How to Fix a Compromised Account, or:
What To Do If Your Facebook Account Gets Hacked

Brian Gongol

Part 1: Stop the bleeding

  1. Change your Facebook password right away. Use something temporary; you're going to need to change it again in part 3.
  2. Do the same with any accounts where you've used the same password as you've used on Facebook.
  3. Delete anything that may have been posted in your name by someone else. Check your outbox for messages they may have sent, too.

Part 2: Go into lockdown

  1. Run a comprehensive antivirus sweep on any devices you use. Don't forget laptops, desktops, tablets, smartphones, netbooks, or anything else you may ever have used to log in to the compromised account.
  2. Once complete, change the security passwords on each of those devices.
  3. Change the password on your home WiFi router and any others you may use.
  4. Delete all automatic connections to any wireless networks you may have stored on your devices.

Part 3: Sweep up the remaining mess

  1. Change all of your compromised passwords again (that is, any password used on any account that got hacked, as well as any other accounts where you might have re-used that password).
  2. Change the passwords on any other critical accounts.
  3. Run a backup of any valuable files on your computer and store them in a safe location. If it's really valuable, take the time to record it to a CD-R or DVD-R and store it someplace safe.

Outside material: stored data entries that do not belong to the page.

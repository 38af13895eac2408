//! Frame sources.
//!
//! A capture unit is one independently captured surface (e.g. one monitor).
//! The pixel-capture mechanism itself lives behind [`FrameSource`]; this crate
//! ships the synthetic backend used by tests and headless runs, and a real
//! screen-capture backend plugs in behind the same trait.
//!
//! Sources hand out whole owned [`Frame`]s; nothing downstream holds a
//! reference into a source's internal buffers.

mod synthetic;

pub use synthetic::{SyntheticConfig, SyntheticSource};

use anyhow::Result;

use crate::config::RecorderConfig;
use crate::frame::Frame;

/// One capture unit's frame supplier.
pub trait FrameSource: Send {
    /// Begin capturing at roughly `target_fps`.
    fn start(&mut self, target_fps: f64) -> Result<()>;

    /// Most recent frame, if one is available. Non-blocking; `None` means
    /// nothing new this tick, which is not an error.
    fn latest_frame(&mut self) -> Option<Frame>;

    /// Stop capturing. Idempotent.
    fn stop(&mut self);
}

/// Enumerate the capture units available to this process.
///
/// The built-in backend materializes `config.capture_units` synthetic
/// sources; a platform backend replaces this with real display enumeration.
pub fn enumerate_units(config: &RecorderConfig) -> Vec<Box<dyn FrameSource>> {
    (0..config.capture_units)
        .map(|i| {
            Box::new(SyntheticSource::new(SyntheticConfig {
                seed: i as u64,
                ..SyntheticConfig::default()
            })) as Box<dyn FrameSource>
        })
        .collect()
}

Part 4: Keep it from happening again

  1. Don't use unsecured wireless networks anywhere (this includes hotels, restaurants, and stores).
  2. Continue to use different passwords for different accounts. You should not have the same password shared among any critical accounts (including email, social media, online banking, and any other account where your identity could be compromised and cause you headaches).
  3. Be vigilant: Your password may have been stolen when you used an unsecured wireless network. It may have been due to a virus on your computer. It may have happened when you fell for a scam and clicked on a link you shouldn't have. Practice good security hygiene.